Requirement: The result should be every line that contains the word "filtered", taken from the material.

********************

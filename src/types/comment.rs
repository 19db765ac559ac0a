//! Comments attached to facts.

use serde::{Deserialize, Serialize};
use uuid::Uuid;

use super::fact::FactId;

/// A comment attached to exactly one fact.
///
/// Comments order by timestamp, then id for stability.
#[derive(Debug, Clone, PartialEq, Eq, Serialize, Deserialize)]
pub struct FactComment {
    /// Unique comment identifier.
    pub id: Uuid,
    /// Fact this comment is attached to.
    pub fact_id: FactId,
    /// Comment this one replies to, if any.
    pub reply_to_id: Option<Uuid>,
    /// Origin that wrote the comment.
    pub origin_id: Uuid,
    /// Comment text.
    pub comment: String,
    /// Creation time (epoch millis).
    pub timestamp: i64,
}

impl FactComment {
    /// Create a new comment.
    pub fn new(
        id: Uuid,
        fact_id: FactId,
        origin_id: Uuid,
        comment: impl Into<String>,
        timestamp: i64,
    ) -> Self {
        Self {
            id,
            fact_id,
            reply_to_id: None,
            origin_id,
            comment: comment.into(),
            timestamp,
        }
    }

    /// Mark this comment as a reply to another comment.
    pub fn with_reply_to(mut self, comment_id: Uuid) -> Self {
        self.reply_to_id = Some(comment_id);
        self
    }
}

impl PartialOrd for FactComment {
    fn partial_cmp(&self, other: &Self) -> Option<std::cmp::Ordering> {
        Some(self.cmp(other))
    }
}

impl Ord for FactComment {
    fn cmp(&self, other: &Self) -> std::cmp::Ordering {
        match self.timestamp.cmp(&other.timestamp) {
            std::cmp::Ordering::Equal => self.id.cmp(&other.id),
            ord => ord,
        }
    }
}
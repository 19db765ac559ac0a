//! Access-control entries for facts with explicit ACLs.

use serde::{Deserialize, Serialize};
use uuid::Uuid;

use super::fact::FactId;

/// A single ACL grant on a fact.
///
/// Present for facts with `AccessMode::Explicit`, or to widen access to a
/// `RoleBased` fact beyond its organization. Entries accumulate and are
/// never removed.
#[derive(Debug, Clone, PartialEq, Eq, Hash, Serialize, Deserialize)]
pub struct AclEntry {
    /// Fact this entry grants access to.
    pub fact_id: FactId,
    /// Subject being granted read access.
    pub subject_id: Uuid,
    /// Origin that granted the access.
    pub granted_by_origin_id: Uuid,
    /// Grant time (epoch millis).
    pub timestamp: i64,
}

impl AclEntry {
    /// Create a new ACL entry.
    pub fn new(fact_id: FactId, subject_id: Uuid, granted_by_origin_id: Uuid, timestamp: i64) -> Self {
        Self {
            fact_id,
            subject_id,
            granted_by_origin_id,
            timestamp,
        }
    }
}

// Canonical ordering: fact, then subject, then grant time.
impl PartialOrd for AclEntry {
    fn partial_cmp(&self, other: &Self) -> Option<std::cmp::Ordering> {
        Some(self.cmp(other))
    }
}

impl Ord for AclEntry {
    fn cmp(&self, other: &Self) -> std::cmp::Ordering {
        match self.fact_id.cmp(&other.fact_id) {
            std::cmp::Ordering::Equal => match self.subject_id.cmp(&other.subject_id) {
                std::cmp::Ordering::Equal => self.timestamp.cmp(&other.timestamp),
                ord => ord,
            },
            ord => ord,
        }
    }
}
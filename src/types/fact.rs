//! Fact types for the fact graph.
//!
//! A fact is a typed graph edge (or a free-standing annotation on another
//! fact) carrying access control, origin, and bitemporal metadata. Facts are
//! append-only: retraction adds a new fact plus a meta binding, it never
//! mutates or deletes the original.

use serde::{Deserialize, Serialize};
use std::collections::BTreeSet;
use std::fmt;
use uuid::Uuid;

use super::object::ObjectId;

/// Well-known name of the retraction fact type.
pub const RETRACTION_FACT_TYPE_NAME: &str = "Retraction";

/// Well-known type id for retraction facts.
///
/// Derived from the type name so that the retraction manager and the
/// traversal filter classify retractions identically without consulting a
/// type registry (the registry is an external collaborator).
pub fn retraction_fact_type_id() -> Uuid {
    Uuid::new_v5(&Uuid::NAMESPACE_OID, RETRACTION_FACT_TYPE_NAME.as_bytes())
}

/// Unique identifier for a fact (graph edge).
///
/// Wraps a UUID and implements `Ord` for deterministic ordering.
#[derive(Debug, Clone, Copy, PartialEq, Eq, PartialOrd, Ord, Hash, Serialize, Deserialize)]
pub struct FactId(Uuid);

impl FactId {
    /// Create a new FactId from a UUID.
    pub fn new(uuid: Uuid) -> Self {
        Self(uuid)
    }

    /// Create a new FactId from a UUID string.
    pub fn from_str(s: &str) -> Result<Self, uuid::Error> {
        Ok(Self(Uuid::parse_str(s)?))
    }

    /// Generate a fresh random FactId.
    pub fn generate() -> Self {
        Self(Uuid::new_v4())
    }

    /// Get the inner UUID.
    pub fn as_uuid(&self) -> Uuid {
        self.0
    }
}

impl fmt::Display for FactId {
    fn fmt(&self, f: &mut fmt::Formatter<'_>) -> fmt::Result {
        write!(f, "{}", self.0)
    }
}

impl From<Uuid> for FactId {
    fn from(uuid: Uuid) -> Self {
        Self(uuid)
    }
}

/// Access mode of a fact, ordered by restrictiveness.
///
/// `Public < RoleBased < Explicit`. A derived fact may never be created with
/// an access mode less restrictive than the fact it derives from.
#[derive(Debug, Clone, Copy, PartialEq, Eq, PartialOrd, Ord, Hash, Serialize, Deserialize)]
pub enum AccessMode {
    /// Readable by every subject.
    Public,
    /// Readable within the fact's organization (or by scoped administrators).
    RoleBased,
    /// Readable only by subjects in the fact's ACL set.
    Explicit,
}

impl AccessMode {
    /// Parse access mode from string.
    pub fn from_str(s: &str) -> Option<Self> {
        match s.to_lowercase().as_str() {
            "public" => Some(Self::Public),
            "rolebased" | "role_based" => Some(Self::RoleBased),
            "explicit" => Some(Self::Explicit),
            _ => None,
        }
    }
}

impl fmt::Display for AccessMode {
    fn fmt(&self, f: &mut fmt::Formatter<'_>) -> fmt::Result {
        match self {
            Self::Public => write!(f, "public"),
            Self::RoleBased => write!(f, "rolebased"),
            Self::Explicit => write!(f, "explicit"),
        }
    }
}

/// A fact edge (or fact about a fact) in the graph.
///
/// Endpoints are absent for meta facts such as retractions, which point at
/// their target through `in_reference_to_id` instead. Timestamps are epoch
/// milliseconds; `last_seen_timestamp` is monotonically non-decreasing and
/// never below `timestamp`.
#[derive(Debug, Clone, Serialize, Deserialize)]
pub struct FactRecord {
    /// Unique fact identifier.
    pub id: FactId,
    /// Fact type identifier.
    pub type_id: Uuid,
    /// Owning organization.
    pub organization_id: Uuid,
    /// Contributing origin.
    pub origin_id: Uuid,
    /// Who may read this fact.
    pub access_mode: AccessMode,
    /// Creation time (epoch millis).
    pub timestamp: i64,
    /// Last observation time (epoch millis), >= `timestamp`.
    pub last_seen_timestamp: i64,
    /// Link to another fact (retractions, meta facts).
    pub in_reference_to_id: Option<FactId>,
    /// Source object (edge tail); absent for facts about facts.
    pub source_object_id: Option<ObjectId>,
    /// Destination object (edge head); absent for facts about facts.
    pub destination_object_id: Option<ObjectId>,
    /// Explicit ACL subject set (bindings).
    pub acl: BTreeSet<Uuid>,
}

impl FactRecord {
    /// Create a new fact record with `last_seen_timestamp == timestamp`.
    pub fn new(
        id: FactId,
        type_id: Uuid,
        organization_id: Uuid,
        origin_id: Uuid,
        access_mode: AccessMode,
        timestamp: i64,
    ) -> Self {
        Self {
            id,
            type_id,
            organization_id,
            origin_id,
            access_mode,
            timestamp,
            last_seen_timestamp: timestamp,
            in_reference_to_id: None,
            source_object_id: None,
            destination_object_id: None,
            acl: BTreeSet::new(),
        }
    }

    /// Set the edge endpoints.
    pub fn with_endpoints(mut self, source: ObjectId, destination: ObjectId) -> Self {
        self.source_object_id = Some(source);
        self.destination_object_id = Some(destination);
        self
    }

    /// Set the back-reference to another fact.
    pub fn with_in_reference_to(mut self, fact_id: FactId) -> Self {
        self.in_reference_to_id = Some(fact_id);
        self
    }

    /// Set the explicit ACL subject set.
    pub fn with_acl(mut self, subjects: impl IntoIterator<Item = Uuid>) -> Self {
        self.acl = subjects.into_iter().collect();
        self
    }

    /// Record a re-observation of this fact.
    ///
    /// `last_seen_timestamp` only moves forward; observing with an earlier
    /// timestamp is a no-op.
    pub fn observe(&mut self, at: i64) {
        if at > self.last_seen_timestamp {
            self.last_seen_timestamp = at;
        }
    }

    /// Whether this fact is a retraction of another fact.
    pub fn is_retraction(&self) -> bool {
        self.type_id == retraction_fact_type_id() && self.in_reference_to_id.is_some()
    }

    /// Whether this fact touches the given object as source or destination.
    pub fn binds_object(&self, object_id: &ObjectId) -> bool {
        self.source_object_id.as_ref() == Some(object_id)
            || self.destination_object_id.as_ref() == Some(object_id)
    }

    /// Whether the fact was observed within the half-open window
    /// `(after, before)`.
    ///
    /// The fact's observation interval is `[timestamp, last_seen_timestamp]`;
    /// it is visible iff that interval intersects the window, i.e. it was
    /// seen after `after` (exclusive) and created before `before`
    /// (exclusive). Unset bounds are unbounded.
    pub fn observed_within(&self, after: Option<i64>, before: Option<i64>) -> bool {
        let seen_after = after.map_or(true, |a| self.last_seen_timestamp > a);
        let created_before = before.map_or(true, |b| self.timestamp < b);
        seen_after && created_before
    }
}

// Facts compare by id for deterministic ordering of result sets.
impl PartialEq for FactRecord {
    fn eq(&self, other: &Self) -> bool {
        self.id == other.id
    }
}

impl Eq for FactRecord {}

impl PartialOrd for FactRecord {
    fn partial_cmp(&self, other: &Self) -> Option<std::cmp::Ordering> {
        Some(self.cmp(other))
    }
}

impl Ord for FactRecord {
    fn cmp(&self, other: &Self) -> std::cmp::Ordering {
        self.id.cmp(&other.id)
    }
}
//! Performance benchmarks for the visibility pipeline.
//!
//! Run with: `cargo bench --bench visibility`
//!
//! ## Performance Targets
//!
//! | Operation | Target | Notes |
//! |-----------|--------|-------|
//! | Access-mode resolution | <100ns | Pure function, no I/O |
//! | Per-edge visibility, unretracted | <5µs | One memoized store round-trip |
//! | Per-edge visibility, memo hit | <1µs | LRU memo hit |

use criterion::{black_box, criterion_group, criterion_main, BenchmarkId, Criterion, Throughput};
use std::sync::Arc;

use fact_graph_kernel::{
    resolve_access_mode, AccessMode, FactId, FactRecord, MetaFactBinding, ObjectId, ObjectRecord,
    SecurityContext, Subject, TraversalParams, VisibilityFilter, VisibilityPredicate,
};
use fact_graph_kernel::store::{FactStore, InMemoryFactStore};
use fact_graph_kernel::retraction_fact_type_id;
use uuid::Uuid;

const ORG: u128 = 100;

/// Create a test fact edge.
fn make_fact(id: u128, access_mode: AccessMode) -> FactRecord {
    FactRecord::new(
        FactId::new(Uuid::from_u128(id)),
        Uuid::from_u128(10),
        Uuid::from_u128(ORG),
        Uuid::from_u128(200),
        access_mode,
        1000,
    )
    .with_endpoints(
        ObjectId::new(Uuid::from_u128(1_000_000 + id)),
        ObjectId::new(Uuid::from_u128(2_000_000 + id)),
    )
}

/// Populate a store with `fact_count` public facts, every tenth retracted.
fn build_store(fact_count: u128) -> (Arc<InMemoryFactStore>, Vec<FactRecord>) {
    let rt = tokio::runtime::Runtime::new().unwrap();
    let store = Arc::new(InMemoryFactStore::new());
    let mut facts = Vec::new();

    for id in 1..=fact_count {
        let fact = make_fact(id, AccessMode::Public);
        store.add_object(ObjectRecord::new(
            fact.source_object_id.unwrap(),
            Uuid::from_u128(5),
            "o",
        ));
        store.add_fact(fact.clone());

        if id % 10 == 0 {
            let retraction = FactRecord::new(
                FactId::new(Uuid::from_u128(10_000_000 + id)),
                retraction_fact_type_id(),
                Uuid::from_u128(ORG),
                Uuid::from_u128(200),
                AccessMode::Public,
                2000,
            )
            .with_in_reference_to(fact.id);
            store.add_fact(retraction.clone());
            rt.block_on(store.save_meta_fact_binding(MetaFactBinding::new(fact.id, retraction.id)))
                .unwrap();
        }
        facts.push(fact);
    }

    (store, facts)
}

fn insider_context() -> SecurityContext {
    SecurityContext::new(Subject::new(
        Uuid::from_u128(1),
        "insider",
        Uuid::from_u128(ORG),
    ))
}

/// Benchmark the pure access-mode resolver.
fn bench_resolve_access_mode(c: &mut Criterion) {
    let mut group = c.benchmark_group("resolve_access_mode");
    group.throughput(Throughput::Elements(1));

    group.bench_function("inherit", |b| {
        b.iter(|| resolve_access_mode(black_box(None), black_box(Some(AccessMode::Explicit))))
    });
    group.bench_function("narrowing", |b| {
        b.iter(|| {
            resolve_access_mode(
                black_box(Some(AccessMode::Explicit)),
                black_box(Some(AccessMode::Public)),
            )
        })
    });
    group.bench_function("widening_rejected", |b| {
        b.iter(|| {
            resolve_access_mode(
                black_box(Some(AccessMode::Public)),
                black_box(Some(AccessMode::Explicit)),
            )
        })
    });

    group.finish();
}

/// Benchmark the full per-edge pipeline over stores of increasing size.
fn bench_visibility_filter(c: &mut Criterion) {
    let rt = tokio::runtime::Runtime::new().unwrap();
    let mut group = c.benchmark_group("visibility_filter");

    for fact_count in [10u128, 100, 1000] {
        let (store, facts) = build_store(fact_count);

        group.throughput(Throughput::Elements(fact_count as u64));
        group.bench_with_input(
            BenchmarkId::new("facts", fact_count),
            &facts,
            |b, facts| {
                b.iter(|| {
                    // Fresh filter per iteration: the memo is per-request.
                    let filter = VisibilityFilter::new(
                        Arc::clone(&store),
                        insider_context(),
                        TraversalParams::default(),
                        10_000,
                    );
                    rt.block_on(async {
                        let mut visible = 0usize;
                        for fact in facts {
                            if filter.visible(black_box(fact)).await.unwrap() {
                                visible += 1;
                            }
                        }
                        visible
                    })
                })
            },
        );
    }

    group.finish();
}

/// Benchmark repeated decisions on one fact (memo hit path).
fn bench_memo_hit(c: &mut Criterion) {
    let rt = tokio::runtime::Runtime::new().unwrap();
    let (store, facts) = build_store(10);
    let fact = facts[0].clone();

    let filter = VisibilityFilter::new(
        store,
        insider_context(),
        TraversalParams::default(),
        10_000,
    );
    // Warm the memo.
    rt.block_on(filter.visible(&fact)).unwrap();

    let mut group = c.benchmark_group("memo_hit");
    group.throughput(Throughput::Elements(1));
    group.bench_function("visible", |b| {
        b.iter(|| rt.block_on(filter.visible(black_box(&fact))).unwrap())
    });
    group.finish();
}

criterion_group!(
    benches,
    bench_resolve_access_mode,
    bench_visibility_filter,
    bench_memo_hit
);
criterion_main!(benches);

********************

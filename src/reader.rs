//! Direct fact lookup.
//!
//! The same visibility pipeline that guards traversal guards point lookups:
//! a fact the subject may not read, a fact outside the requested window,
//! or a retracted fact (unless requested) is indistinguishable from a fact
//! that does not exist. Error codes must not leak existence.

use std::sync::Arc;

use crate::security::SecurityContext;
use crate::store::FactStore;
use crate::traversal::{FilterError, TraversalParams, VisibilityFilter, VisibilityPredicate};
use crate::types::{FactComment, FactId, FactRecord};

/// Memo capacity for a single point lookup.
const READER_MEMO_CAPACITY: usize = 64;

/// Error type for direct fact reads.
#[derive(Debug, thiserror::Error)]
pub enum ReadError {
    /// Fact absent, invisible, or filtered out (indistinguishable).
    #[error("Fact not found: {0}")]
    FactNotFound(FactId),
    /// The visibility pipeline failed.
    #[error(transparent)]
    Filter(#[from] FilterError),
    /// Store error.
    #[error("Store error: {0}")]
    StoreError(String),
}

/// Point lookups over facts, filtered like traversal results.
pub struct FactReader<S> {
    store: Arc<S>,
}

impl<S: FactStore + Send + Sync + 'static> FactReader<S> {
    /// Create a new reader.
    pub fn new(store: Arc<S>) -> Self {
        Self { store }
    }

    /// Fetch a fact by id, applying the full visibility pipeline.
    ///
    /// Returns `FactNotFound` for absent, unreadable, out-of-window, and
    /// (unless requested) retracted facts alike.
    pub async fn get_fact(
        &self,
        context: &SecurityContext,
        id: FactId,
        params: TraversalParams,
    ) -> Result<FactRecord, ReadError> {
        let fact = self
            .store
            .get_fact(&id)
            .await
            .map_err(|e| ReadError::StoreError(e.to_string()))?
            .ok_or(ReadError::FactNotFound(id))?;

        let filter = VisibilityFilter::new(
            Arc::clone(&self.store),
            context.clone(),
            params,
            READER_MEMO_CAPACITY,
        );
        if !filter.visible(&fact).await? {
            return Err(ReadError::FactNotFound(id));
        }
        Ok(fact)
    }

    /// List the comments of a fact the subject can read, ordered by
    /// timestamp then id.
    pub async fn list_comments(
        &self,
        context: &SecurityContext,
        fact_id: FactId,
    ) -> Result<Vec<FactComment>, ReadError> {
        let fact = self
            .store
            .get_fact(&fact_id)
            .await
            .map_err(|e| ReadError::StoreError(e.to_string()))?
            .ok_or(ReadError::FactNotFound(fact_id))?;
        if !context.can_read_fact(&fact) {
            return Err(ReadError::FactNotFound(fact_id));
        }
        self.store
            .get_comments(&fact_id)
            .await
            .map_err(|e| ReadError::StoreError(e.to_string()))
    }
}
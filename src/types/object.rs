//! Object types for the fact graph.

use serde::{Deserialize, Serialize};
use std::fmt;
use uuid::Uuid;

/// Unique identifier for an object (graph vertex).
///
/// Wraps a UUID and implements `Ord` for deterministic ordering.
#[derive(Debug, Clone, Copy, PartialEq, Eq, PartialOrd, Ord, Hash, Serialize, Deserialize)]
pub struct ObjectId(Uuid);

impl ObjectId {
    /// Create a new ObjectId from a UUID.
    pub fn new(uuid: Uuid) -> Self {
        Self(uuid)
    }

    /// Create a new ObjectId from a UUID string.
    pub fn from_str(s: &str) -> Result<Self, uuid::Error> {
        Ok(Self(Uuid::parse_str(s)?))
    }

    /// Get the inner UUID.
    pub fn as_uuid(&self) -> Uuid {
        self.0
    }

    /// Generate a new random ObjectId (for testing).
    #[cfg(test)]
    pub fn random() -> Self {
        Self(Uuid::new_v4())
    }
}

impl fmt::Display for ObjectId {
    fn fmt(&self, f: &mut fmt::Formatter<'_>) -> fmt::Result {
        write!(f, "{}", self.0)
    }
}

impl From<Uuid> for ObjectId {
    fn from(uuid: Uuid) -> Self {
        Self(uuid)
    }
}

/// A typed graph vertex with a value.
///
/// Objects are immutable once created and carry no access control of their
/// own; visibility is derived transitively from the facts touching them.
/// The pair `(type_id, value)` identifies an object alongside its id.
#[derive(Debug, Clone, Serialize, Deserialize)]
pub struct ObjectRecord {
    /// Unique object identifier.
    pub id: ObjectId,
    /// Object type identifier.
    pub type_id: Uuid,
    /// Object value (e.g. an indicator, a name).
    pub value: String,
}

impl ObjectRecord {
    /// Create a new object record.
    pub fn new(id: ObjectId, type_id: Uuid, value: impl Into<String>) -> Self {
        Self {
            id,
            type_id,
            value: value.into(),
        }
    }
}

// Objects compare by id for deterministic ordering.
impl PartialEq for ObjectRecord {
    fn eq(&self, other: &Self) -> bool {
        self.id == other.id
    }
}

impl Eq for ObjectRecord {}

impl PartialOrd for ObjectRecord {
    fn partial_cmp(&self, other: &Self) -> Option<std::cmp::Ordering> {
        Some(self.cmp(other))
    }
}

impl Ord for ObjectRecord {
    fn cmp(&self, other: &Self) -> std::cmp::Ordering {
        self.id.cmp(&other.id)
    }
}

********************

Solution to the exercise:
    /// Fact absent, invisible, or filtered out (indistinguishable).
/// Point lookups over facts, filtered like traversal results.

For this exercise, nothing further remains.